TASK TO COMPLETE. Your task is to quote the listing below exactly, beginning with its first line and ending on the line bearing "use downline_config::AppConfig;".

-------

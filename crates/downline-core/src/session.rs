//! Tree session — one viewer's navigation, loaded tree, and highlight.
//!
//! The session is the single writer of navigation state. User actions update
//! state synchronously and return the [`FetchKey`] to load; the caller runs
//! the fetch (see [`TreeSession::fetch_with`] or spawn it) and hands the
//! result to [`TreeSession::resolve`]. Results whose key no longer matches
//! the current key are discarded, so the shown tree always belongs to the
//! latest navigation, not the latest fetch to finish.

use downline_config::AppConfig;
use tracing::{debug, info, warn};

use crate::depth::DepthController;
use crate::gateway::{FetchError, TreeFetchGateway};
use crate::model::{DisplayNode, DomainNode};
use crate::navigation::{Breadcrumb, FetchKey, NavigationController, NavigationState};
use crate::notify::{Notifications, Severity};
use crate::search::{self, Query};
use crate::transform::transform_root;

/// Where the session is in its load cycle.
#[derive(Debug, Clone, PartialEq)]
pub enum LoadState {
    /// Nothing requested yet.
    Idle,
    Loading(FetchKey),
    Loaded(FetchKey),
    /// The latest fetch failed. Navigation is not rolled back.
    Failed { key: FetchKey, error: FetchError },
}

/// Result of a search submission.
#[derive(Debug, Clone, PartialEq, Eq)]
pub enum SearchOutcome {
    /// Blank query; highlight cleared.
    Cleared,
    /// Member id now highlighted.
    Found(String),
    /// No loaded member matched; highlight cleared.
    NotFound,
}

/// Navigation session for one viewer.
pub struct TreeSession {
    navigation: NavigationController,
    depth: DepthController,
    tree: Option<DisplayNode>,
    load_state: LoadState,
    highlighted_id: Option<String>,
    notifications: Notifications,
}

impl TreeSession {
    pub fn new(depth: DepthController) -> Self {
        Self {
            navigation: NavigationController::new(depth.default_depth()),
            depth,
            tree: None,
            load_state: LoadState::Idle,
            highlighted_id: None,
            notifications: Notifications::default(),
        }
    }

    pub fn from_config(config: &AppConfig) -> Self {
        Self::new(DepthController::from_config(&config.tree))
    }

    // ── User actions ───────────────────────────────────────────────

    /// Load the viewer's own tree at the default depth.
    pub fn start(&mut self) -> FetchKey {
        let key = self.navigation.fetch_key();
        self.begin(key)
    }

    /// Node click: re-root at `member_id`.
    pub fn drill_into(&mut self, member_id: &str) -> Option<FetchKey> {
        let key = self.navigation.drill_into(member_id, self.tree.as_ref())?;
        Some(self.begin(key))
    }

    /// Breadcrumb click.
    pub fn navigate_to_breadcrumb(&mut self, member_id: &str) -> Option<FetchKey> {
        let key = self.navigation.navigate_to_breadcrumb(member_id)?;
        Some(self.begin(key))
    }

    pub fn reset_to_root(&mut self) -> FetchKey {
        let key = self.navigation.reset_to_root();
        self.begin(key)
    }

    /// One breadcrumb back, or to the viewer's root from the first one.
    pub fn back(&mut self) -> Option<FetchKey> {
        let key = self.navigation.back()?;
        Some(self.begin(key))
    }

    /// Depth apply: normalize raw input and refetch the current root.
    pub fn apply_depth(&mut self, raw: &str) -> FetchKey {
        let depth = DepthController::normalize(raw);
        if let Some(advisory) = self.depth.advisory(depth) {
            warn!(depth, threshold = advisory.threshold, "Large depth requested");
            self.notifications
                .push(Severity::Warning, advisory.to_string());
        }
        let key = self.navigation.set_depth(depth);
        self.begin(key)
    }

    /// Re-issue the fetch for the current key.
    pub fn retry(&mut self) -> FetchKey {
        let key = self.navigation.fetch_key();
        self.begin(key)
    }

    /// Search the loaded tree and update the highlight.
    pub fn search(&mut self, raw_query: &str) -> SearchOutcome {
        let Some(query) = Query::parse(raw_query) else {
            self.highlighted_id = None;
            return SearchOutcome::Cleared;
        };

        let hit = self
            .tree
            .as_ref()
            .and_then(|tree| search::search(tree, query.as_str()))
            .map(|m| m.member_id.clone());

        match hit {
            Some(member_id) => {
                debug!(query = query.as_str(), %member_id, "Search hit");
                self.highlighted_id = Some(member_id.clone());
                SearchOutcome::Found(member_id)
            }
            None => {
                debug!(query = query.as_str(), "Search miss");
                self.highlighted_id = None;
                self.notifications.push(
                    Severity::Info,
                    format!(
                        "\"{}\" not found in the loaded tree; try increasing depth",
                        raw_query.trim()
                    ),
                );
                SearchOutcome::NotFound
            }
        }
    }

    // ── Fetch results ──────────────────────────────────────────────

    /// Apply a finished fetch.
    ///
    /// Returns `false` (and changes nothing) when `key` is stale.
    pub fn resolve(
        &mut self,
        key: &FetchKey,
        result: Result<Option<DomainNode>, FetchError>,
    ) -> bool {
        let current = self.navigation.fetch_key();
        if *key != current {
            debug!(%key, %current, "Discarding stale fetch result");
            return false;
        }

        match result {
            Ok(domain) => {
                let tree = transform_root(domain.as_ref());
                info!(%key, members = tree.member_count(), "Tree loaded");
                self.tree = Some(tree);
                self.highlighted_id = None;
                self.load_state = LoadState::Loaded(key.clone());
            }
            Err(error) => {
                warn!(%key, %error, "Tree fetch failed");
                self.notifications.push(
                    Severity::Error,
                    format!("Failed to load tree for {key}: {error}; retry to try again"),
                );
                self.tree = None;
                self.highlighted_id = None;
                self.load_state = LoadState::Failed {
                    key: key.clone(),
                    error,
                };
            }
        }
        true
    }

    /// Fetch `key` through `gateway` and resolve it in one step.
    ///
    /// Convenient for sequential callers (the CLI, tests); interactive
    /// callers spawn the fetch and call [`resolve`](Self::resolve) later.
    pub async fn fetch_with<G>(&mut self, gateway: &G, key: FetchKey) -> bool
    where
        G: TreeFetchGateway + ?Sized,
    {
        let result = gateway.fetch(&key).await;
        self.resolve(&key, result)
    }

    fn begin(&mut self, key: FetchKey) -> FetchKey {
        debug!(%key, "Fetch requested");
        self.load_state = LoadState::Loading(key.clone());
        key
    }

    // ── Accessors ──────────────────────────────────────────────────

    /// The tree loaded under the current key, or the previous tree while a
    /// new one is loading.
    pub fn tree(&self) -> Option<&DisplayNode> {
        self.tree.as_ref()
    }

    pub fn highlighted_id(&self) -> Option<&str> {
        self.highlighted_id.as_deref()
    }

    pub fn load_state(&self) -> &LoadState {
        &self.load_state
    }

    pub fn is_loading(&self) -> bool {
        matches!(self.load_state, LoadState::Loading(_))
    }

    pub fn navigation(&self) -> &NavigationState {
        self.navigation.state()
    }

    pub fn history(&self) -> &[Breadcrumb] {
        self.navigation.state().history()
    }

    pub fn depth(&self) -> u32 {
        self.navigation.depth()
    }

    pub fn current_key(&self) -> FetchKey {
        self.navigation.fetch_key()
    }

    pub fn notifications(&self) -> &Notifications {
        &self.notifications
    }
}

-------

ANSWER BELOW.
filename crates/downline-core/src/session.rs
//! Tree session — one viewer's navigation, loaded tree, and highlight.
//!
//! The session is the single writer of navigation state. User actions update
//! state synchronously and return the [`FetchKey`] to load; the caller runs
//! the fetch (see [`TreeSession::fetch_with`] or spawn it) and hands the
//! result to [`TreeSession::resolve`]. Results whose key no longer matches
//! the current key are discarded, so the shown tree always belongs to the
//! latest navigation, not the latest fetch to finish.

use downline_config::AppConfig;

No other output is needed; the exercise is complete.